L’intrigue suit Émilie, une septuagénaire échappée de son EHPAD, qui décide de régler ses comptes avec les oppresseurs de sa vie passée. Entre un ancien harceleur scolaire, un patron abusif et des propriétaires véreux, sa croisade vengeresse prend des allures de règlement de comptes jubilatoire. Rejointe par Lynda, une femme de ménage en quête de justice personnelle, le duo improbable sillonne la région de Lens, poursuivi par un binôme de policiers tout aussi cabossés par la vie. Entre confrontations absurdes et moments de complicité, le film jongle entre humour et gravité, explorant les blessures laissées par les petites humiliations du quotidien.

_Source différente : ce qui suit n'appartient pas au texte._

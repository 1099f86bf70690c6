//! Operation edit orchestration
//!
//! The lock is checked server-side before validation and again by the
//! upstream, so a stale edit page can never push changes into a signed
//! operation.

use chrono::NaiveDate;
use core_kernel::{OperationNumber, ProposalId};
use serde::Serialize;

use crate::contact::ContactUpdate;
use crate::edit::{FieldChange, OperationEditDraft};
use crate::error::OperationError;
use crate::lock::EditLock;
use crate::operation::Operation;
use crate::ports::OperationPort;

/// The edit page as served to the interface: current participants, lock
/// verdict and the prefilled form.
#[derive(Debug, Clone, Serialize)]
#[serde(rename_all = "camelCase")]
pub struct OperationEditPage {
    pub operation: Operation,
    pub lock: EditLock,
    pub draft: OperationEditDraft,
}

/// What a submission produced.
#[derive(Debug, Clone, PartialEq)]
pub enum SaveOutcome {
    /// Not confirmed yet: here is what would change.
    NeedsConfirmation(Vec<FieldChange>),
    /// Confirmed and applied upstream.
    Saved(Vec<FieldChange>),
}

/// Orchestrates contract-level edits and participant contact edits.
pub struct OperationService;

impl OperationService {
    /// Loads the edit page for one contract.
    pub async fn edit_page(
        port: &dyn OperationPort,
        token: &str,
        number: &OperationNumber,
    ) -> Result<OperationEditPage, OperationError> {
        let operation = port.operation(token, number).await?;
        let lock = operation.edit_lock();
        let draft = OperationEditDraft::from_operation(&operation);
        Ok(OperationEditPage {
            operation,
            lock,
            draft,
        })
    }

    /// Two-step save. An unconfirmed submission only reports which shared
    /// fields would change; a confirmed one applies them upstream.
    ///
    /// Both steps validate, so the confirmation summary is only ever shown
    /// for a draft that could actually be saved.
    pub async fn submit(
        port: &dyn OperationPort,
        token: &str,
        number: &OperationNumber,
        draft: &OperationEditDraft,
        confirmed: bool,
        today: NaiveDate,
    ) -> Result<SaveOutcome, OperationError> {
        let operation = port.operation(token, number).await?;

        let lock = operation.edit_lock();
        if let Some(reason) = lock.reason {
            return Err(OperationError::Locked(reason));
        }

        let request = draft
            .validate(&operation, today)
            .map_err(OperationError::Validation)?;
        let changes = draft.changed_fields(&operation);

        if !confirmed {
            return Ok(SaveOutcome::NeedsConfirmation(changes));
        }

        port.update_operation(token, number, &request).await?;
        tracing::info!(
            contract = %number,
            changed_fields = changes.len(),
            "operation shared fields updated"
        );
        Ok(SaveOutcome::Saved(changes))
    }

    /// Saves one participant's contact fields. Contact data stays editable
    /// after the shared-field lock engages.
    pub async fn update_contact(
        port: &dyn OperationPort,
        token: &str,
        proposal: ProposalId,
        update: &ContactUpdate,
    ) -> Result<(), OperationError> {
        let validation = update.validate();
        if !validation.is_valid {
            return Err(OperationError::Validation(validation));
        }
        port.update_contact(token, proposal, update).await?;
        Ok(())
    }
}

Le scénario repose sur une prémisse forte, celle de donner une voix à ceux que la société a écrasés, mais l’exécution oscille entre la caricature et la sincérité. Si certaines situations touchent juste, notamment lorsque le rire se fige pour laisser place à l’émotion, d’autres tombent à plat à cause d’un manque de subtilité. Les personnages secondaires, bien que colorés, ne sont parfois que des stéréotypes ambulants, servant plus la mécanique comique que la profondeur narrative. Cela n’empêche pas quelques fulgurances, comme ces dialogues mordants qui rappellent les grandes heures de l’humour absurde à la Groland.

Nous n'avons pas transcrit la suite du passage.